The long odds led Robert Giegengack, a geologist at the University of Pennsylvania, to tell policymakers a few months after the storm that the wealthiest, most technologically advanced nation on the globe was helpless to prevent another Katrina: "We simply lack the capacity to protect New Orleans." He recommended selling the French Quarter to Disney, moving the port 150 miles (240 kilometers) upstream, and abandoning one of the most historic and culturally significant cities in the nation. Others have suggested rebuilding it as a smaller, safer enclave on higher ground.

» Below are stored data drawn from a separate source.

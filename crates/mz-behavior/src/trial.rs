//! Trial-and-error explorer.
//!
//! Keeps per-cell `visited`, `explored` and `went` maps sized to the maze so
//! a depth-first strategy with backtracking can be layered on later.  The
//! current decision rule ignores them and always steps forward.

use mz_core::{Heading, Intention, Percept};

use crate::{BehaviorModel, Deliberation};

#[derive(Debug, Clone, PartialEq, Eq)]
pub struct TrialAndError {
    dimension: usize,
    /// Cells the agent has stood in.  Indexed `x * dimension + y`.
    pub visited:  Vec<bool>,
    /// Cells whose every exit has been tried.
    pub explored: Vec<bool>,
    /// Heading last taken out of each cell.
    pub went:     Vec<Heading>,
}

impl TrialAndError {
    pub fn new(dimension: usize) -> Self {
        let n = dimension * dimension;
        Self {
            dimension,
            visited:  vec![false; n],
            explored: vec![false; n],
            went:     vec![Heading::North; n],
        }
    }

    pub fn dimension(&self) -> usize {
        self.dimension
    }

    /// Flat index of cell `(x, y)`, or `None` outside the maze.
    pub fn cell(&self, x: i32, y: i32) -> Option<usize> {
        if x < 0 || y < 0 || x as usize >= self.dimension || y as usize >= self.dimension {
            return None;
        }
        Some(x as usize * self.dimension + y as usize)
    }
}

impl BehaviorModel for TrialAndError {
    fn deliberate(&mut self, _percepts: &[Percept]) -> Deliberation {
        Deliberation::new(vec![Intention::Step])
    }
}
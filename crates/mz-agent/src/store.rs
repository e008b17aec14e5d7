//! Live agents in registration order.
//!
//! Both simulation phases iterate the store front to back, so the order in
//! which agents were pushed is the order in which they deliberate, act, and
//! appear in history records.  Removal keeps the relative order of the
//! survivors.

use mz_core::AgentId;

use crate::{Agent, AgentError, AgentResult};

#[derive(Debug, Clone, Default)]
pub struct AgentStore {
    agents: Vec<Agent>,
}

impl AgentStore {
    pub fn new() -> Self {
        Self::default()
    }

    /// Register `agent` after all existing agents.
    pub fn push(&mut self, agent: Agent) -> AgentResult<()> {
        if self.get(agent.id()).is_some() {
            return Err(AgentError::DuplicateId(agent.id()));
        }
        self.agents.push(agent);
        Ok(())
    }

    #[inline]
    pub fn len(&self) -> usize {
        self.agents.len()
    }

    #[inline]
    pub fn is_empty(&self) -> bool {
        self.agents.is_empty()
    }

    pub fn get(&self, id: AgentId) -> Option<&Agent> {
        self.agents.iter().find(|a| a.id() == id)
    }

    pub fn get_mut(&mut self, id: AgentId) -> Option<&mut Agent> {
        self.agents.iter_mut().find(|a| a.id() == id)
    }

    pub fn iter(&self) -> impl Iterator<Item = &Agent> + '_ {
        self.agents.iter()
    }

    pub fn iter_mut(&mut self) -> impl Iterator<Item = &mut Agent> + '_ {
        self.agents.iter_mut()
    }

    /// Ids of all stored agents, in registration order.
    pub fn ids(&self) -> impl Iterator<Item = AgentId> + '_ {
        self.agents.iter().map(Agent::id)
    }

    /// Drop every agent that is no longer alive.
    ///
    /// Returns the removed ids in registration order.
    pub fn remove_dead(&mut self) -> Vec<AgentId> {
        let dead: Vec<AgentId> = self.agents.iter().filter(|a| !a.is_alive()).map(Agent::id).collect();
        if !dead.is_empty() {
            self.agents.retain(Agent::is_alive);
        }
        dead
    }
}
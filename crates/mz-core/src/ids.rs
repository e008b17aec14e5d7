//! Strongly typed agent identifier.
//!
//! Ids are handed out in registration order by the configuration loader.
//! They are stable for the lifetime of a run: removing a dead agent never
//! renumbers the survivors, so history records can refer to agents by id.

use std::fmt;

/// Identity of one agent within a world.
#[derive(Copy, Clone, PartialEq, Eq, Hash, PartialOrd, Ord, Debug, Default)]
#[cfg_attr(feature = "serde", derive(serde::Serialize, serde::Deserialize))]
pub struct AgentId(pub u32);

impl AgentId {
    /// Cast to `usize`, e.g. for indexing registration-ordered tables.
    #[inline(always)]
    pub fn index(self) -> usize {
        self.0 as usize
    }
}

impl fmt::Display for AgentId {
    fn fmt(&self, f: &mut fmt::Formatter<'_>) -> fmt::Result {
        write!(f, "AgentId({})", self.0)
    }
}

impl From<AgentId> for usize {
    #[inline(always)]
    fn from(id: AgentId) -> usize {
        id.0 as usize
    }
}

impl TryFrom<usize> for AgentId {
    type Error = std::num::TryFromIntError;
    fn try_from(n: usize) -> Result<AgentId, Self::Error> {
        u32::try_from(n).map(AgentId)
    }
}
//! `mz-mobility`: resolves an agent's queued intentions against the maze.
//!
//! # Crate layout
//!
//! | Module         | Contents                                  |
//! |----------------|-------------------------------------------|
//! | [`resolver`]   | `act`, `ActReport`                        |
//!
//! # Resolution rules
//!
//! - Each intention tag applies at most once per tick.  Later repeats are
//!   skipped and reported.
//! - Turns compose from left rotations: left = 1, back = 2, right = 3.
//! - A step asks [`GridMaze::try_move`] for one cell along the heading.  The
//!   resulting position is committed even when it lies off the grid; the
//!   report's `escaped` flag tells the simulation to halt.
//!
//! [`GridMaze::try_move`]: mz_maze::GridMaze::try_move

pub mod resolver;


pub use resolver::{ActReport, act};
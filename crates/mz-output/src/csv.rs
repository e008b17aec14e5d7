//! CSV output backend.
//!
//! Creates two files in the output directory:
//! - `agent_snapshots.csv`: `agent_id,tick,x,y,heading,bumped`
//! - `deaths.csv`: `agent_id,tick`

use std::fs::File;
use std::path::Path;

use csv::Writer;

use crate::writer::OutputWriter;
use crate::{AgentSnapshotRow, DeathRow, OutputResult};

/// Writes run output to two CSV files.
pub struct CsvWriter {
    snapshots: Writer<File>,
    deaths:    Writer<File>,
    finished:  bool,
}

impl CsvWriter {
    /// Create the two CSV files in `dir` and write the header rows.
    pub fn new(dir: &Path) -> OutputResult<Self> {
        let mut snapshots = Writer::from_path(dir.join("agent_snapshots.csv"))?;
        snapshots.write_record(["agent_id", "tick", "x", "y", "heading", "bumped"])?;

        let mut deaths = Writer::from_path(dir.join("deaths.csv"))?;
        deaths.write_record(["agent_id", "tick"])?;

        Ok(Self { snapshots, deaths, finished: false })
    }
}

impl OutputWriter for CsvWriter {
    fn write_snapshots(&mut self, rows: &[AgentSnapshotRow]) -> OutputResult<()> {
        for row in rows {
            self.snapshots.write_record(&[
                row.agent_id.to_string(),
                row.tick.to_string(),
                row.x.to_string(),
                row.y.to_string(),
                row.heading.as_str().to_owned(),
                row.bumped.to_string(),
            ])?;
        }
        Ok(())
    }

    fn write_death(&mut self, row: &DeathRow) -> OutputResult<()> {
        self.deaths.write_record(&[row.agent_id.to_string(), row.tick.to_string()])?;
        Ok(())
    }

    fn finish(&mut self) -> OutputResult<()> {
        if self.finished {
            return Ok(());
        }
        self.finished = true;
        self.snapshots.flush()?;
        self.deaths.flush()?;
        Ok(())
    }
}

But history, politics, and love of home are powerful forces in the old river town. Instead of rebuilding smarter or surrendering, New Orleans is doing what it has always done after such disasters: bumping up the levees just a little higher, rebuilding the same flood-prone houses back in the same low spots, and praying that hurricanes hit elsewhere. Some former New Orleanians may have had enough. More than a third of the city's pre-Katrina population has yet to return. Those who have face deserted neighborhoods, surging crime, skyrocketing insurance, and a tangle of red tape—simply to rebuild in harm's way.

3 comments:

Juarez Arkturos Menegassi said...

Hi guys!

Let's go for the answers:

1- The two arcticles speak of the french culture that exist in New Oleans

2- • Another disaster is about to happen again and nothing seems to guarantee that U.S. is prepared for it this time.
• Even after spending 1 billion dollars rebuilding the city, a weak cyclone can easily flood New Orleans once again.
• Things will get very tough before getting better there, as the whole ground is sinking even more, exposing the city to floods and storms.

Maythe said...

Oh God, how could I forget that terrible disaster!!! Katrina? It’s so stupid!!!

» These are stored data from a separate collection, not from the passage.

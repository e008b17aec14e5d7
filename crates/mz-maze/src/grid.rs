//! The wall grids of an N×N maze.
//!
//! # Data layout
//!
//! Both grids are flat `Vec<bool>`s in column-major order, so a segment is
//! one multiply-add away:
//!
//! ```text
//! beams[x * (cells + 1) + y]   x ∈ 0..cells,    y ∈ 0..=cells
//! poles[x * cells + y]         x ∈ 0..=cells,   y ∈ 0..cells
//! ```
//!
//! All public queries take signed coordinates and are bounds-checked: a
//! lookup outside the grid reads as "no wall" rather than panicking, which
//! lets perception and movement run unchanged for an agent that has stepped
//! off the board.

use mz_core::Heading;
use tracing::warn;

/// Wall geometry for an N×N cell grid.
///
/// Constructed empty; walls are added during configuration through
/// [`add_beam`](Self::add_beam) / [`add_pole`](Self::add_pole) and never
/// removed.
#[derive(Clone, Debug, PartialEq, Eq)]
#[cfg_attr(feature = "serde", derive(serde::Serialize, serde::Deserialize))]
pub struct GridMaze {
    cells: usize,
    beams: Vec<bool>,
    poles: Vec<bool>,
}

impl GridMaze {
    /// An open maze of `cells × cells` with no walls at all.
    pub fn new(cells: usize) -> Self {
        Self {
            cells,
            beams: vec![false; cells * (cells + 1)],
            poles: vec![false; (cells + 1) * cells],
        }
    }

    /// Number of cells along each axis.
    #[inline]
    pub fn dimension(&self) -> usize {
        self.cells
    }

    /// `true` if `(x, y)` names a cell in `[0, cells)²`.
    #[inline]
    pub fn contains(&self, x: i32, y: i32) -> bool {
        x >= 0 && y >= 0 && (x as usize) < self.cells && (y as usize) < self.cells
    }

    // ── Configuration ─────────────────────────────────────────────────────

    /// Place the horizontal segment above cell `(x, y)`.
    ///
    /// Returns `false` (and logs a warning) if the coordinates are out of
    /// range; the maze is unchanged in that case.
    pub fn add_beam(&mut self, x: i32, y: i32) -> bool {
        match self.beam_index(x, y) {
            Some(i) => {
                self.beams[i] = true;
                true
            }
            None => {
                warn!(x, y, cells = self.cells, "beam coordinates are out of range; ignored");
                false
            }
        }
    }

    /// Place the vertical segment left of cell `(x, y)`.
    ///
    /// Returns `false` (and logs a warning) if the coordinates are out of
    /// range; the maze is unchanged in that case.
    pub fn add_pole(&mut self, x: i32, y: i32) -> bool {
        match self.pole_index(x, y) {
            Some(i) => {
                self.poles[i] = true;
                true
            }
            None => {
                warn!(x, y, cells = self.cells, "pole coordinates are out of range; ignored");
                false
            }
        }
    }

    // ── Queries ───────────────────────────────────────────────────────────

    #[inline]
    pub fn has_beam(&self, x: i32, y: i32) -> bool {
        self.beam_index(x, y).is_some_and(|i| self.beams[i])
    }

    #[inline]
    pub fn has_pole(&self, x: i32, y: i32) -> bool {
        self.pole_index(x, y).is_some_and(|i| self.poles[i])
    }

    /// `true` if one step from `(x, y)` along `heading` leaves the grid.
    pub fn is_escape(&self, x: i32, y: i32, heading: Heading) -> bool {
        !self.contains(x + heading.dx(), y + heading.dy())
    }

    /// Every placed beam as `(x, y)`, x-major then y.
    pub fn beams(&self) -> impl Iterator<Item = (i32, i32)> + '_ {
        let rows = self.cells + 1;
        self.beams
            .iter()
            .enumerate()
            .filter(|(_, set)| **set)
            .map(move |(i, _)| ((i / rows) as i32, (i % rows) as i32))
    }

    /// Every placed pole as `(x, y)`, x-major then y.
    pub fn poles(&self) -> impl Iterator<Item = (i32, i32)> + '_ {
        let rows = self.cells;
        self.poles
            .iter()
            .enumerate()
            .filter(|(_, set)| **set)
            .map(move |(i, _)| ((i / rows) as i32, (i % rows) as i32))
    }

    // ── Index helpers ─────────────────────────────────────────────────────

    fn beam_index(&self, x: i32, y: i32) -> Option<usize> {
        if x < 0 || y < 0 {
            return None;
        }
        let (x, y) = (x as usize, y as usize);
        (x < self.cells && y <= self.cells).then(|| x * (self.cells + 1) + y)
    }

    fn pole_index(&self, x: i32, y: i32) -> Option<usize> {
        if x < 0 || y < 0 {
            return None;
        }
        let (x, y) = (x as usize, y as usize);
        (x <= self.cells && y < self.cells).then(|| x * self.cells + y)
    }
}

1 - Which information of what Juliana and Juarez wrote about New Orleans you could find in the article?
They both mentioned the French culture of that city.

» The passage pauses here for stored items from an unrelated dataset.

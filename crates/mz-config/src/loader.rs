//! JSON configuration and CSV wall loaders.
//!
//! # Wall CSV format
//!
//! ```csv
//! kind,x,y
//! pole,1,0
//! beam,0,2
//! ```

use std::fs::File;
use std::io::{BufReader, Read};
use std::path::Path;

use tracing::info;

use crate::{ConfigResult, MazeConfig, WallSpec};

/// Load and validate a [`MazeConfig`] from a JSON file.
pub fn load_config_json(path: &Path) -> ConfigResult<MazeConfig> {
    let file = File::open(path)?;
    let config = load_config_reader(BufReader::new(file))?;
    info!(path = %path.display(), agents = config.agents.len(), "configuration loaded");
    Ok(config)
}

/// Like [`load_config_json`] but accepts any `Read` source.
pub fn load_config_reader<R: Read>(reader: R) -> ConfigResult<MazeConfig> {
    let config: MazeConfig = serde_json::from_reader(reader)?;
    config.validate()?;
    Ok(config)
}

/// Load wall segments from a `kind,x,y` CSV file.
pub fn load_walls_csv(path: &Path) -> ConfigResult<Vec<WallSpec>> {
    let file = File::open(path)?;
    load_walls_reader(file)
}

/// Like [`load_walls_csv`] but accepts any `Read` source.
pub fn load_walls_reader<R: Read>(reader: R) -> ConfigResult<Vec<WallSpec>> {
    let mut csv_reader = csv::ReaderBuilder::new().trim(csv::Trim::All).from_reader(reader);
    let walls = csv_reader.deserialize::<WallSpec>().collect::<Result<Vec<_>, _>>()?;
    Ok(walls)
}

2 - How would you summarize the main ideas of this text using until three sentences?
Hurricane Katrina was a natural catastrophe that flattened New Orleans; however the concern for new storms is bigger than the desire to rebuild the city. Researches shows us that global warning has been causing all those disasters, but, unfortunately there is nothing to do in order to prevent it.

Maristela Kohlrausch said...

Sorry dears!!!

But I'm really busy this week...
Let´s answer the questions:
1) I could find in the article the New Orleans´French culture.

2)- Hurricane Katrina was the natural disaster in United States history and also a warning shot.
- Most technologically advanced nation on the globe was helpless to prevent another Katrina.
- New Orleans is doing what it has always done after such disasters: bumping up the levees, rebuilding the houses back, and praying that hurricanes hit elsewhere.